Protein found in humans

Fibroblast growth factor 23 (FGF-23) is a protein and member of the fibroblast growth factor (FGF) family which participates in the regulation of phosphate in plasma and vitamin D metabolism. In humans it is encoded by the gene. FGF-23 decreases reabsorption of phosphate in the kidney. Mutations in FGF23 can lead to its increased activity, resulting in autosomal dominant hypophosphatemic rickets.

==Description==
Fibroblast growth factor 23 (FGF23) is a 251 amino acid protein which in humans is encoded by the gene.

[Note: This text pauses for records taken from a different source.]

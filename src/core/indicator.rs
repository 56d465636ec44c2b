//! Indicator light state

use raven_view_types::{IndicatorLevel, IndicatorRule};

/// Current level of one indicator.
///
/// The level is a pure function of the latest flag; nothing about earlier
/// flags is remembered.
#[derive(Debug, Clone)]
pub struct IndicatorState {
    rule: IndicatorRule,
    level: IndicatorLevel,
    raw: f64,
}

impl IndicatorState {
    pub fn new(rule: IndicatorRule) -> Self {
        Self {
            rule,
            level: IndicatorLevel::Off,
            raw: 0.0,
        }
    }

    pub fn update(&mut self, raw_flag: f64) {
        self.raw = raw_flag;
        self.level = level_for(self.rule, raw_flag);
    }

    pub fn level(&self) -> IndicatorLevel {
        self.level
    }

    pub fn raw(&self) -> f64 {
        self.raw
    }
}

/// Quantize a flag value according to `rule`
pub fn level_for(rule: IndicatorRule, flag: f64) -> IndicatorLevel {
    match rule {
        IndicatorRule::NonZero => {
            if flag == 0.0 {
                IndicatorLevel::Off
            } else {
                IndicatorLevel::On
            }
        }
        IndicatorRule::Tristate => {
            let code = flag.round();
            if code <= 0.0 {
                IndicatorLevel::Off
            } else if code < 2.0 {
                IndicatorLevel::On
            } else {
                IndicatorLevel::Warning
            }
        }
    }
}
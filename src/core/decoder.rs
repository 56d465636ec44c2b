//! Row decoding
//!
//! Turns one raw CSV row into typed values using the column mapping from
//! the configuration. Only mapped columns are parsed; everything else in
//! the row is ignored apart from counting towards the arity.

use log::debug;
use raven_view_core::DecodeError;
use raven_view_types::{DisplaySource, SoftwareMode, Substate};

use crate::config::AppConfig;

/// Status fields carried by a row, present when their column is configured
#[derive(Debug, Clone, Default, PartialEq)]
pub struct StatusFields {
    pub controller_time_ms: Option<f64>,
    pub mode: Option<SoftwareMode>,
    pub substate: Option<Substate>,
    pub message: Option<String>,
}

/// One decoded row
#[derive(Debug, Clone, PartialEq)]
pub struct Record {
    /// One value per configured channel, in channel order
    pub channels: Vec<f64>,
    /// One flag per configured indicator
    pub indicators: Vec<f64>,
    /// Per display: the column value for column-sourced displays, `None`
    /// for displays fed from a channel average
    pub displays: Vec<Option<f64>>,
    pub status: StatusFields,
}

/// Decoder for a fixed row layout
#[derive(Debug, Clone)]
pub struct RowDecoder {
    arity: usize,
    channel_columns: Vec<usize>,
    indicator_columns: Vec<usize>,
    display_columns: Vec<Option<usize>>,
    controller_time_column: Option<usize>,
    mode_column: Option<usize>,
    substate_column: Option<usize>,
    message_column: Option<usize>,
}

impl RowDecoder {
    /// Build a decoder for the layout in `config`.
    ///
    /// The config is expected to have passed `AppConfig::validate`.
    pub fn new(config: &AppConfig) -> Self {
        Self {
            arity: config.row_arity,
            channel_columns: config.channels.iter().map(|c| c.column).collect(),
            indicator_columns: config.indicators.iter().map(|i| i.column).collect(),
            display_columns: config
                .displays
                .iter()
                .map(|d| match d.source {
                    DisplaySource::Column { column } => Some(column),
                    DisplaySource::ChannelAverage { .. } => None,
                })
                .collect(),
            controller_time_column: config.status.controller_time,
            mode_column: config.status.mode,
            substate_column: config.status.substate,
            message_column: config.status.message,
        }
    }

    pub fn arity(&self) -> usize {
        self.arity
    }

    pub fn decode(&self, raw_row: &str) -> Result<Record, DecodeError> {
        // With a message column the last field takes the rest of the row,
        // commas included.
        let fields: Vec<&str> = if self.message_column.is_some() {
            raw_row.splitn(self.arity, ',').collect()
        } else {
            raw_row.split(',').collect()
        };
        if fields.len() != self.arity {
            return Err(DecodeError::Arity {
                expected: self.arity,
                found: fields.len(),
            });
        }

        let channels = self
            .channel_columns
            .iter()
            .map(|&column| number(&fields, column))
            .collect::<Result<Vec<_>, _>>()?;
        let indicators = self
            .indicator_columns
            .iter()
            .map(|&column| number(&fields, column))
            .collect::<Result<Vec<_>, _>>()?;
        let displays = self
            .display_columns
            .iter()
            .map(|&column| column.map(|c| number(&fields, c)).transpose())
            .collect::<Result<Vec<_>, _>>()?;

        let controller_time_ms = self
            .controller_time_column
            .map(|c| number(&fields, c))
            .transpose()?;
        let mode = match self.mode_column {
            Some(column) => {
                let code = number(&fields, column)?;
                let mode = integral(code).and_then(SoftwareMode::from_code);
                if mode.is_none() {
                    debug!("unknown software mode code {}", code);
                }
                mode
            }
            None => None,
        };
        let substate = match self.substate_column {
            Some(column) => {
                let code = number(&fields, column)?;
                let substate = integral(code).and_then(Substate::from_code);
                if substate.is_none() {
                    debug!("unknown substate code {}", code);
                }
                substate
            }
            None => None,
        };
        let message = self
            .message_column
            .map(|c| fields[c].trim())
            .filter(|m| !m.is_empty())
            .map(str::to_string);

        Ok(Record {
            channels,
            indicators,
            displays,
            status: StatusFields {
                controller_time_ms,
                mode,
                substate,
                message,
            },
        })
    }
}

fn number(fields: &[&str], column: usize) -> Result<f64, DecodeError> {
    let raw = fields[column].trim();
    match raw.parse::<f64>() {
        Ok(value) if value.is_finite() => Ok(value),
        _ => Err(DecodeError::NonNumeric {
            column,
            value: raw.to_string(),
        }),
    }
}

/// Mode and substate codes are whole numbers; anything else is unknown
fn integral(code: f64) -> Option<i64> {
    (code.fract() == 0.0).then_some(code as i64)
}

#[cfg(test)]
mod tests {
    use super::*;
    use raven_view_types::{ChannelConfig, DisplayConfig, IndicatorConfig, IndicatorRule, StatusColumns};

    fn small_config() -> AppConfig {
        AppConfig {
            row_arity: 5,
            channels: vec![
                ChannelConfig::new("a", "", 0, 10.0),
                ChannelConfig::new("b", "", 2, 10.0),
            ],
            indicators: vec![IndicatorConfig::new("valve", 1, IndicatorRule::NonZero)],
            displays: vec![
                DisplayConfig::new("avg_a", "", DisplaySource::ChannelAverage { channel: 0 }, 5.0),
                DisplayConfig::new("raw_d", "", DisplaySource::Column { column: 3 }, 5.0),
            ],
            status: StatusColumns::default(),
            ..AppConfig::default()
        }
    }

    #[test]
    fn test_decodes_mapped_columns() {
        let decoder = RowDecoder::new(&small_config());
        let record = decoder.decode("1.5, 1 ,-2e1,7,ignored").unwrap();
        assert_eq!(record.channels, vec![1.5, -20.0]);
        assert_eq!(record.indicators, vec![1.0]);
        assert_eq!(record.displays, vec![None, Some(7.0)]);
        assert_eq!(record.status, StatusFields::default());
    }

    #[test]
    fn test_arity_mismatch() {
        let decoder = RowDecoder::new(&small_config());
        assert_eq!(
            decoder.decode("1,2,3,4"),
            Err(DecodeError::Arity {
                expected: 5,
                found: 4
            })
        );
        assert!(matches!(
            decoder.decode("1,2,3,4,5,6"),
            Err(DecodeError::Arity { found: 6, .. })
        ));
    }

    #[test]
    fn test_non_numeric_required_field() {
        let decoder = RowDecoder::new(&small_config());
        assert_eq!(
            decoder.decode("1,on,3,4,5"),
            Err(DecodeError::NonNumeric {
                column: 1,
                value: "on".to_string()
            })
        );
        // Unmapped columns may hold anything
        assert!(decoder.decode("1,0,3,4,text").is_ok());
    }

    #[test]
    fn test_non_finite_is_rejected() {
        let decoder = RowDecoder::new(&small_config());
        assert!(matches!(
            decoder.decode("NaN,0,3,4,5"),
            Err(DecodeError::NonNumeric { column: 0, .. })
        ));
        assert!(decoder.decode("1,0,inf,4,5").is_err());
    }

    #[test]
    fn test_raven_row_with_status() {
        let decoder = RowDecoder::new(&AppConfig::default());
        let row = "1701.2,d,5012,55.1,50.3,31.7,812.0,21.5,0,180.2,19.0,240.5,0,1,0,0,1,0,1,4,2,Valve open, igniter armed";
        let record = decoder.decode(row).unwrap();
        assert_eq!(record.channels[0], 31.7);
        assert_eq!(record.channels[5], 812.0);
        assert_eq!(record.indicators, vec![1.0, 1.0, 0.0]);
        assert_eq!(record.status.controller_time_ms, Some(5012.0));
        assert_eq!(record.status.mode, Some(SoftwareMode::Sequence));
        assert_eq!(record.status.substate, Some(Substate::ValveOn));
        assert_eq!(
            record.status.message.as_deref(),
            Some("Valve open, igniter armed")
        );
    }

    #[test]
    fn test_blank_message_and_unknown_codes() {
        let decoder = RowDecoder::new(&AppConfig::default());
        let row = "0,d,0,0,0,0,0,0,0,0,0,0,0,0,0,0,0,0,0,9,9, ";
        let record = decoder.decode(row).unwrap();
        assert_eq!(record.status.message, None);
        assert_eq!(record.status.mode, None);
        assert_eq!(record.status.substate, None);
    }

    #[test]
    fn test_fractional_codes_are_unknown() {
        let decoder = RowDecoder::new(&AppConfig::default());
        let row = "0,d,0,0,0,0,0,0,0,0,0,0,0,0,0,0,0,0,0,4.7,2.0,";
        let record = decoder.decode(row).unwrap();
        assert_eq!(record.status.mode, None);
        assert_eq!(record.status.substate, Some(Substate::ValveOn));
    }
}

FGF23 is a member of the fibroblast growth factor (FGF) family which participates in phosphate and vitamin D metabolism and regulation.

== Function ==
FGF23´s main function is to regulate the phosphate concentration in plasma. It does this by decreasing reabsorption of phosphate in the kidney, which means phosphate is excreted in urine. FGF23 is secreted by osteocytes in response to increased calcitriol and phosphate. FGF23 acts on the kidneys by decreasing the expression of NPT2, a sodium-phosphate cotransporter in the proximal tubule.

FGF23 may also suppress 1-alpha-hydroxylase, reducing its ability to activate vitamin D and subsequently impairing calcium absorption.

==Genetics==
In humans FGF23 is encoded by the gene, which is located on chromosome 12 and is composed of three exons. The gene was identified by its mutations associated with autosomal dominant hypophosphatemic rickets.

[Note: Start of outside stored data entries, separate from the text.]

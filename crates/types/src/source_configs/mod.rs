//! Source configuration types for all row sources.

pub mod log_file;

pub use log_file::LogFileSourceConfig;
pub use test::{TestMode, TestSourceConfig};

use serde::{Deserialize, Serialize};

/// Which row source feeds the pipeline
#[derive(Debug, Clone, PartialEq, Serialize, Deserialize)]
#[serde(tag = "source_type", rename_all = "snake_case")]
pub enum SourceConfig {
    /// Tail the append-only log written by the acquisition process
    LogFile(LogFileSourceConfig),
    /// Synthetic rows for demonstration and bench work
    Test(TestSourceConfig),
}

impl SourceConfig {
    /// Short identifier matching the serialized tag
    pub fn source_type(&self) -> &'static str {
        match self {
            SourceConfig::LogFile(_) => "log_file",
            SourceConfig::Test(_) => "test",
        }
    }
}

impl Default for SourceConfig {
    fn default() -> Self {
        SourceConfig::LogFile(LogFileSourceConfig::default())
    }
}
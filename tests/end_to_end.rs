//! Log file through to published snapshot

use std::fs::{self, OpenOptions};
use std::io::Write;
use std::path::Path;
use std::time::Duration;

use raven_view::config::AppConfig;
use raven_view::core::{Pipeline, Scheduler, TickOutcome};
use raven_view::sources::LogCursor;
use raven_view_types::{
    ChannelConfig, DisplayConfig, DisplaySource, IndicatorLevel, SoftwareMode, StatusColumns,
    Substate, VisualState,
};

fn append(path: &Path, text: &str) {
    let mut file = OpenOptions::new()
        .create(true)
        .append(true)
        .open(path)
        .unwrap();
    file.write_all(text.as_bytes()).unwrap();
}

fn scheduler_for(config: &AppConfig, path: &Path) -> Scheduler {
    let pipeline = Pipeline::new(config).unwrap();
    Scheduler::new(
        Box::new(LogCursor::new(path)),
        pipeline,
        Duration::from_millis(16),
    )
}

fn three_column_config() -> AppConfig {
    AppConfig {
        row_arity: 3,
        window_capacity: 3,
        channels: vec![ChannelConfig::new("chamber_pressure", "bar", 1, 50.0)],
        indicators: vec![],
        displays: vec![DisplayConfig::new(
            "chamber_pressure",
            "bar",
            DisplaySource::ChannelAverage { channel: 0 },
            10.0,
        )],
        status: StatusColumns::default(),
        ..AppConfig::default()
    }
}

#[test]
fn test_three_line_log_average() {
    let dir = tempfile::tempdir().unwrap();
    let path = dir.path().join("data.csv");
    append(&path, "0,1.0,x\n1,2.0,x\n2,3.0,x\n");

    let mut scheduler = scheduler_for(&three_column_config(), &path);
    assert_eq!(
        scheduler.tick(),
        TickOutcome::Updated {
            decoded: 3,
            rejected: 0
        }
    );
    assert_eq!(scheduler.latest().channels[0].average, 2.0);
}

#[test]
fn test_display_follows_average_per_tick() {
    let dir = tempfile::tempdir().unwrap();
    let path = dir.path().join("data.csv");
    let config = AppConfig {
        window_capacity: 1,
        ..three_column_config()
    };
    let mut scheduler = scheduler_for(&config, &path);

    let mut states = Vec::new();
    for value in [5.0, 10.0, 15.0, 3.0] {
        append(&path, &format!("0,{},x\n", value));
        scheduler.tick();
        states.push(scheduler.latest().displays[0].visual);
    }
    assert_eq!(
        states,
        vec![
            VisualState::Normal,
            VisualState::Warning,
            VisualState::Warning,
            VisualState::Normal
        ]
    );
}

#[test]
fn test_quiet_log_publishes_identical_snapshots() {
    let dir = tempfile::tempdir().unwrap();
    let path = dir.path().join("data.csv");
    append(&path, "0,4.0,x\n");

    let mut scheduler = scheduler_for(&three_column_config(), &path);
    scheduler.tick();
    let cell = scheduler.snapshot_cell();

    assert_eq!(scheduler.tick(), TickOutcome::NoNewRows);
    let first = serde_json::to_vec(&*cell.load()).unwrap();
    assert_eq!(scheduler.tick(), TickOutcome::NoNewRows);
    let second = serde_json::to_vec(&*cell.load()).unwrap();
    assert_eq!(first, second);
}

#[test]
fn test_missing_then_rotated_log() {
    let dir = tempfile::tempdir().unwrap();
    let path = dir.path().join("data.csv");
    let mut scheduler = scheduler_for(&three_column_config(), &path);

    assert_eq!(scheduler.tick(), TickOutcome::SourceUnavailable);
    assert_eq!(scheduler.latest().channels[0].samples, vec![0.0, 0.0, 0.0]);

    append(&path, "0,1.0,x\n1,2.0,x\n");
    scheduler.tick();

    // Rotated: a shorter file replaces the old one
    fs::write(&path, "0,7.0,x\n").unwrap();
    assert_eq!(
        scheduler.tick(),
        TickOutcome::Updated {
            decoded: 1,
            rejected: 0
        }
    );
    assert_eq!(scheduler.latest().channels[0].samples, vec![1.0, 2.0, 7.0]);
    assert_eq!(scheduler.stats().unavailable_polls, 1);
}

#[test]
fn test_malformed_rows_are_skipped_for_good() {
    let dir = tempfile::tempdir().unwrap();
    let path = dir.path().join("data.csv");
    append(&path, "0,1.0,x\n0,abc,x\n0,2.0\n0,3.0,x\n");

    let mut scheduler = scheduler_for(&three_column_config(), &path);
    assert_eq!(
        scheduler.tick(),
        TickOutcome::Updated {
            decoded: 2,
            rejected: 2
        }
    );
    assert_eq!(scheduler.latest().channels[0].samples, vec![0.0, 1.0, 3.0]);
    assert_eq!(scheduler.tick(), TickOutcome::NoNewRows);
}

#[test]
fn test_raven_layout() {
    let dir = tempfile::tempdir().unwrap();
    let path = dir.path().join("data.csv");
    append(
        &path,
        "1.0,d,5000,61.0,50.3,31.7,812.0,21.5,0,180.2,19.0,240.5,0,1,0,0,1,0,1,4,1,Igniter on\n\
         1.1,d,5016,61.2,50.1,32.0,820.0,21.5,0,181.0,19.0,250.0,0,1,1,0,1,1,1,4,2, \n",
    );

    let config = AppConfig::default();
    let mut scheduler = scheduler_for(&config, &path);
    scheduler.tick();
    let snapshot = scheduler.latest();

    assert_eq!(snapshot.channels.len(), 8);
    let bottle = snapshot.channel("bottle_pressure").unwrap();
    assert_eq!(bottle.samples.len(), 625);
    assert_eq!(bottle.latest(), Some(61.2));
    assert!(bottle.above_warning);

    assert_eq!(
        snapshot.indicator("ignition_relay").unwrap().level,
        IndicatorLevel::On
    );
    assert_eq!(snapshot.status.mode, Some(SoftwareMode::Sequence));
    assert_eq!(snapshot.status.substate, Some(Substate::ValveOn));
    assert_eq!(snapshot.status.controller_time_ms, Some(5016.0));
    assert_eq!(snapshot.status.messages, vec!["Igniter on"]);
}
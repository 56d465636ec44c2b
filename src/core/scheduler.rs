//! Fixed-interval driver for the pipeline
//!
//! Each tick polls the row source, feeds the rows through the pipeline and
//! publishes a snapshot. Ticks run one after another on a single task, so
//! they can never overlap; a tick that overruns the interval makes the
//! scheduler skip the ticks it missed rather than queue them.

use std::sync::Arc;
use std::time::Duration;

use log::{debug, info, trace, warn};
use raven_view_core::{BoxedRenderer, BoxedRowSource};
use raven_view_types::Snapshot;
use tokio::sync::watch;
use tokio::time::{Instant, MissedTickBehavior};

use super::pipeline::Pipeline;
use super::published::SnapshotCell;

/// Where the scheduler is in its cycle.
///
/// `Ticking` only holds while [`Scheduler::tick`] runs, so callers of
/// [`Scheduler::state`] always see `Idle`; each transition is logged at
/// trace level.
#[derive(Debug, Clone, Copy, PartialEq, Eq)]
pub enum SchedulerState {
    Idle,
    Ticking,
}

/// What a single tick did
#[derive(Debug, Clone, Copy, PartialEq, Eq)]
pub enum TickOutcome {
    /// New rows arrived and a fresh snapshot was published
    Updated { decoded: usize, rejected: usize },
    /// Nothing new; the previous snapshot was published again
    NoNewRows,
    /// The source could not be read; the previous snapshot was published again
    SourceUnavailable,
}

/// Counters kept over the scheduler's lifetime
#[derive(Debug, Clone, Copy, Default, PartialEq, Eq)]
pub struct TickStats {
    pub ticks: u64,
    /// Ticks dropped because an earlier tick overran the interval
    pub skipped: u64,
    pub rows_decoded: u64,
    pub rows_rejected: u64,
    pub unavailable_polls: u64,
}

pub struct Scheduler {
    source: BoxedRowSource,
    pipeline: Pipeline,
    renderers: Vec<BoxedRenderer>,
    published: SnapshotCell,
    interval: Duration,
    state: SchedulerState,
    stats: TickStats,
    source_available: bool,
}

impl Scheduler {
    pub fn new(source: BoxedRowSource, pipeline: Pipeline, interval: Duration) -> Self {
        let published = SnapshotCell::new(pipeline.snapshot());
        Self {
            source,
            pipeline,
            renderers: Vec::new(),
            published,
            interval,
            state: SchedulerState::Idle,
            stats: TickStats::default(),
            source_available: true,
        }
    }

    /// Add a renderer that receives every published snapshot
    pub fn add_renderer(&mut self, renderer: BoxedRenderer) {
        self.renderers.push(renderer);
    }

    /// Handle onto the most recently published snapshot
    pub fn snapshot_cell(&self) -> SnapshotCell {
        self.published.clone()
    }

    pub fn latest(&self) -> Arc<Snapshot> {
        self.published.load()
    }

    pub fn state(&self) -> SchedulerState {
        self.state
    }

    pub fn stats(&self) -> TickStats {
        self.stats
    }

    pub fn interval(&self) -> Duration {
        self.interval
    }

    /// Run one update cycle and publish its snapshot
    pub fn tick(&mut self) -> TickOutcome {
        self.set_state(SchedulerState::Ticking);

        let outcome = match self.source.poll_rows() {
            Ok(rows) => {
                if !self.source_available {
                    info!("Source {} is readable again", self.source.metadata().name);
                    self.source_available = true;
                }
                if rows.is_empty() {
                    TickOutcome::NoNewRows
                } else {
                    let counts = self.pipeline.apply_rows(&rows);
                    self.pipeline.recompute_averages();
                    self.published.store(Arc::new(self.pipeline.snapshot()));

                    self.stats.rows_decoded += counts.decoded as u64;
                    self.stats.rows_rejected += counts.rejected as u64;
                    TickOutcome::Updated {
                        decoded: counts.decoded,
                        rejected: counts.rejected,
                    }
                }
            }
            Err(e) => {
                // Only report the transition, not every tick the file is missing
                if self.source_available {
                    warn!("{}; keeping the last snapshot until it returns", e);
                    self.source_available = false;
                } else {
                    trace!("{}", e);
                }
                self.stats.unavailable_polls += 1;
                TickOutcome::SourceUnavailable
            }
        };

        self.publish();
        self.stats.ticks += 1;
        self.set_state(SchedulerState::Idle);
        outcome
    }

    fn set_state(&mut self, state: SchedulerState) {
        trace!("Scheduler {:?} -> {:?}", self.state, state);
        self.state = state;
    }

    fn publish(&mut self) {
        let snapshot = self.published.load();
        for renderer in &mut self.renderers {
            if let Err(e) = renderer.render(&snapshot) {
                warn!("Renderer {} failed: {}", renderer.id(), e);
            }
        }
    }

    /// Tick every interval until `shutdown` turns true or its sender is dropped.
    ///
    /// Shutdown is only observed between ticks.
    pub async fn run(&mut self, mut shutdown: watch::Receiver<bool>) {
        if *shutdown.borrow() {
            return;
        }

        let mut interval = tokio::time::interval(self.interval);
        interval.set_missed_tick_behavior(MissedTickBehavior::Skip);
        info!("Scheduler running every {:?}", self.interval);

        loop {
            let deadline = tokio::select! {
                biased;
                changed = shutdown.changed() => {
                    if changed.is_err() || *shutdown.borrow() {
                        break;
                    }
                    continue;
                }
                deadline = interval.tick() => deadline,
            };

            let start = Instant::now();
            self.tick();
            let finished = Instant::now();
            trace!("Tick took {:?}", finished - start);

            // Deadlines that passed while this tick ran are dropped, and the
            // next tick waits a full interval from now.
            let late = finished.saturating_duration_since(deadline);
            if late >= self.interval {
                let missed = (late.as_nanos() / self.interval.as_nanos().max(1)) as u64;
                debug!("Tick overran by {:?}, skipping {} ticks", late, missed);
                self.stats.skipped += missed;
                interval.reset();
            }
        }

        for renderer in &mut self.renderers {
            if let Err(e) = renderer.finish() {
                warn!("Renderer {} failed to finish: {}", renderer.id(), e);
            }
        }
        let stats = self.stats;
        info!(
            "Scheduler stopped: {} ticks, {} skipped, {} rows decoded, {} rejected, {} unavailable polls",
            stats.ticks, stats.skipped, stats.rows_decoded, stats.rows_rejected, stats.unavailable_polls
        );
    }
}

== Clinical significance ==

Mutations in FGF23, which render the protein resistant to proteolytic cleavage, lead to its increased activity and to renal phosphate loss, in the human disease autosomal dominant hypophosphatemic rickets.

FGF23 can also be overproduced by some types of tumors, such as the benign mesenchymal neoplasm phosphaturic mesenchymal tumor causing tumor-induced osteomalacia, a paraneoplastic syndrome.

Loss of FGF23 activity is thought to lead to increased phosphate levels and the clinical syndrome of familial tumor calcinosis. Mice lacking either FGF23 or the klotho enzyme age prematurely due to hyperphosphatemia.

Over-expression of FGF23 has been associated with cardiovascular disease in chronic kidney disease including cardiomyocyte hypertrophy, vascular calcification, stroke, and endothelial dysfunction.

FGF23 expression and cleavage is promoted by iron deficiency and inflammation.

FGF23 is associated with at least 7 non-nutritional diseases of hypophosphatemia: aside from autosomal dominant hypophosphatemic rickets, X-linked hypophosphatemia, autosomal recessive hypophosphatemic rickets type 1, 2, and 3, Tumor-induced osteomalacia and Hypophosphatemic rickets with hypercalciuria.

==History==
Prior to its discovery in 2000, it was hypothesized that a protein existed which performed the functions subsequently shown for FGF23. This putative protein was known as phosphatonin. Several types of effects were described including impairment of sodium dependent phosphate transport in both intestinal and renal brush border membrane vesicles, inhibition of production of calcitriol, stimulation of breakdown of calcitriol, and inhibition of production/secretion of parathyroid hormone.